Rayan Chikhi, Guillaume Rizk

Algorithms Mol Biol. 2013 Sep 16;8(1):22

関連

参考

2020-08-03

Transcript-level Aware なロングリードのエラーコレクションを行う TALC

2020 error correction Nanopore direct RNA-seq Nanopore long read Bioinformatics

　ロングリードシーケンシング技術は、複雑なRNAトランスクリプト構造を決定するために非常に重要だが、エラーが発生しやすい。同じサンプルからシーケンスされたショートリードの精度と深さを利用してロングリードを補正する「ハイブリッド補正」アルゴリズムがゲノムデータ用に多数開発されている。これらのアルゴリズムは、より複雑なトランスクリプトームシーケンスデータの補正には適していない。
　著者らは、TALC (Transcript-level Aware Long Read Correction)と呼ばれる新しいリファレンスフリーのアルゴリズムを作成した。これは、RNA発現とアイソフォーム表現の変化を重み付きDe-Bruijnグラフでモデル化し、トランスクリプトーム研究のロングリードを補正するものである。TALCによるトランスクリプトレベルアウェアなロングリード補正は、下流のRNA-seqアプリケーションの全スペクトルの精度を向上させ、ロングリード技術を用いたトランスクリプトーム解析に必要であることを示している。TALCはC ++で実装されており、https://github.com/lbroseus/TALCで入手できる。

インストール

ubuntu18.04でテストした。jellyfish2はcondaでjellyfish2の仮想環境を作って導入、実行した（bioconda jellyfish）。

ビルド依存

gcc version > 5.

GitLab

git clone https://gitlab.igh.cnrs.fr/lbroseus/TALC.git
cd TALC
git clone https://github.com/seqan/seqan.git
make -j

> ./talc

# ./talc -h

******************************************************

* TALC : Transcriptome-Aware Long Read Correction *

*----------------------------------------------------*

* *

* Kmers are assumed directional *

******************************************************

[TALC]: Parsing arguments

TALC: Transcriptome-Aware Long Read Correction - Hybrid Long Read Correction using Short Read coverage

======================================================================================================

SYNOPSIS

DESCRIPTION

REQUIRED ARGUMENTS

Input_fastQ/A_file_containing_Long_Reads STRING

OPTIONS

-h, --help

Display the help message.

--version-check BOOL

Turn this option off to disable version update notifications of the application. One of 1, ON, TRUE, T, YES,

0, OFF, FALSE, F, and NO. Default: 1.

--version

Display version information.

-o, --output STRING

Prefix to be used for output files Default: out.

-k, --kmerSize INTEGER

length k of k-mers. In range [18..30].

-qm, --query-mode STRING

Mode that should be used to query kmers (advised: memory). One of memory and jellyfish2. Default: memory.

-SR, --SRCounts STRING

Short reads kmer counts in format .dump file (memory mode) or .jf file (jf2 mode), obtained from Jellyfish2

-j, --junctions STRING

k-mers flanking junctions and their counts.

-jf2, --pathToJF2 STRING

Specifies where the Jellyfish2 program should be found. Default: .

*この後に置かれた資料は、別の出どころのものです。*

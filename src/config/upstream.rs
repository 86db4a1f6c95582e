use crate::r#const::upstream_defaults;
use serde::{Deserialize, Serialize};
use validator::Validate;

use super::common::RetryConfig;
use super::{validate_des_secret, validate_url};

// 企业版上游配置
#[derive(Debug, Deserialize, Serialize, Clone, PartialEq, Eq, Validate)]
pub struct EnterpriseConfig {
    // 企业ID
    #[validate(length(min = 1, message = "Enterprise id must not be empty"))]
    pub id: String,
    // DES 密钥（8字节）
    #[validate(custom(
        function = "validate_des_secret",
        message = "Enterprise secret must be exactly 8 bytes"
    ))]
    pub secret: String,
}

// 上游解析服务配置
#[derive(Debug, Deserialize, Serialize, Clone, PartialEq, Eq, Validate)]
pub struct UpstreamConfig {
    // 上游解析端点
    #[serde(default = "default_endpoint")]
    #[validate(custom(function = "validate_url", message = "Invalid upstream endpoint URL"))]
    pub endpoint: String,
    // 企业版配置（可选，存在时启用加密模式）
    #[serde(default)]
    #[validate(nested)]
    pub enterprise: Option<EnterpriseConfig>,
    // 重试配置（可选）
    #[serde(default)]
    #[validate(nested)]
    pub retry: Option<RetryConfig>,
    // 代理（可选）
    #[serde(default)]
    #[validate(custom(function = "validate_url", message = "Invalid upstream proxy URL"))]
    pub proxy: Option<String>,
}

fn default_endpoint() -> String {
    upstream_defaults::DEFAULT_ENDPOINT.to_string()
}

impl Default for UpstreamConfig {
    fn default() -> Self {
        Self {
            endpoint: default_endpoint(),
            enterprise: None,
            retry: None,
            proxy: None,
        }
    }
}
// src/http/mod.rs
//
// HTTP 解析服务模块实现:
// - GET /resolve: 根据域名、客户端IP和请求上下文返回调度后的解析结果

// 子模块定义
pub mod handlers;
pub mod server;
pub mod state;

// 公开导出
pub use server::HttpServer;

-MIN_INNER_SCORE, --MIN_INNER_SCORE DOUBLE

Minimum %ID score required for the best-correction-path-between-any-two-solid-regions to be kept. In range

[0.3..0.9]. Default: 0.7.

-MIN_BORDER_SCORE, --MIN_BORDER_SCORE DOUBLE

Minimum %ID score required for the best-correction-path-on-left-or-right-borders to be kept. In range

[0.5..0.9]. Default: 0.7.

-MIN_COUNT, --MIN_COUNT INTEGER

Minimal count for a k-mer to be kept in the SR-de Bruijn Graph. In range [2..inf]. Default: 2.

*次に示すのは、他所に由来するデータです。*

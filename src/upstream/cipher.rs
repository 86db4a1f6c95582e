use crate::error::UpstreamError;
use crate::r#const::enterprise_limits;
use ecb::cipher::{block_padding::Pkcs7, BlockDecryptMut, BlockEncryptMut, KeyInit};

type DesEcbEnc = ecb::Encryptor<des::Des>;
type DesEcbDec = ecb::Decryptor<des::Des>;

const DES_BLOCK_LEN: usize = 8;

/// 企业版上游使用的 DES-ECB 加密（PKCS#5 填充，十六进制编码）
#[derive(Clone)]
pub struct DesCipher {
    key: [u8; enterprise_limits::SECRET_LEN],
}

impl DesCipher {
    /// 密钥必须恰好 8 字节
    pub fn new(secret: &str) -> Result<Self, UpstreamError> {
        let key: [u8; enterprise_limits::SECRET_LEN] =
            secret.as_bytes().try_into().map_err(|_| {
                UpstreamError::Cipher(format!(
                    "secret must be exactly {} bytes, got {}",
                    enterprise_limits::SECRET_LEN,
                    secret.len()
                ))
            })?;
        Ok(Self { key })
    }

    /// 加密并输出小写十六进制
    pub fn encrypt_hex(&self, plain: &str) -> Result<String, UpstreamError> {
        let encryptor = DesEcbEnc::new_from_slice(&self.key)
            .map_err(|e| UpstreamError::Cipher(e.to_string()))?;
        let ciphertext = encryptor.encrypt_padded_vec_mut::<Pkcs7>(plain.as_bytes());
        Ok(hex::encode(ciphertext))
    }

    /// 十六进制解码后解密
    pub fn decrypt_hex(&self, hex_text: &str) -> Result<String, UpstreamError> {
        let ciphertext = hex::decode(hex_text.trim())
            .map_err(|e| UpstreamError::Cipher(format!("invalid hex payload: {}", e)))?;
        if ciphertext.is_empty() || ciphertext.len() % DES_BLOCK_LEN != 0 {
            return Err(UpstreamError::Cipher(format!(
                "ciphertext length {} is not a multiple of the block size",
                ciphertext.len()
            )));
        }
        let decryptor = DesEcbDec::new_from_slice(&self.key)
            .map_err(|e| UpstreamError::Cipher(e.to_string()))?;
        let plain = decryptor
            .decrypt_padded_vec_mut::<Pkcs7>(&ciphertext)
            .map_err(|e| UpstreamError::Cipher(format!("decrypt failed: {}", e)))?;
        String::from_utf8(plain)
            .map_err(|e| UpstreamError::Cipher(format!("decrypted payload is not UTF-8: {}", e)))
    }
}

-SR_ERROR_RATE, --SR_ERROR_RATE DOUBLE

Prior estimate of the error rate in short reads. In range [0.01..0.1]. Default: 0.025.

-WINDOW_SIZE, --WINDOW_SIZE INTEGER

[ADVANCED] Size of the window. The larger, the more fresh air. In range [6..inf]. Default: 9.

-MAX_NB_BRANCHES, --MAX_NB_BRANCHES INTEGER

[ADVANCED] Maximal number of competing branches. In range [5..inf]. Default: 7.

-ALPHA_FOR_PRED, --ALPHA_FOR_PRED DOUBLE

[ADVANCED] Coefficient used to build count confidence interval: [count +/- ALPHA*sqrt(count)]. In range

[0.67..inf]. Default: 2.57.

-t, --num_threads INTEGER

number of threads In range [1..inf]. Default: 1.

-DEBUG_MODE, --DEBUG_MODE STRING

Will activate output for debugging purposes

-rev, --reverse

If set, long reads will be reverse complemented before correction by short reads.

VERSION

Last update: September 2019

TALC: Transcriptome-Aware Long Read Correction version: 1.01

SeqAn version: 2.4.0

実行方法

１、jellyfish2によるk-merカウント

raw fastqを指定する。

jellyfish count --mer 25 -s 100M -o out.jf -t 20 pair_R*
jellyfish dump -c out.jf > out.dump

-s Initial hash size
-m Length of mer

2、talcによるエラーコレクション

ロングリード（raw fastq/fasta）と１の出力のdumpファイルを指定する。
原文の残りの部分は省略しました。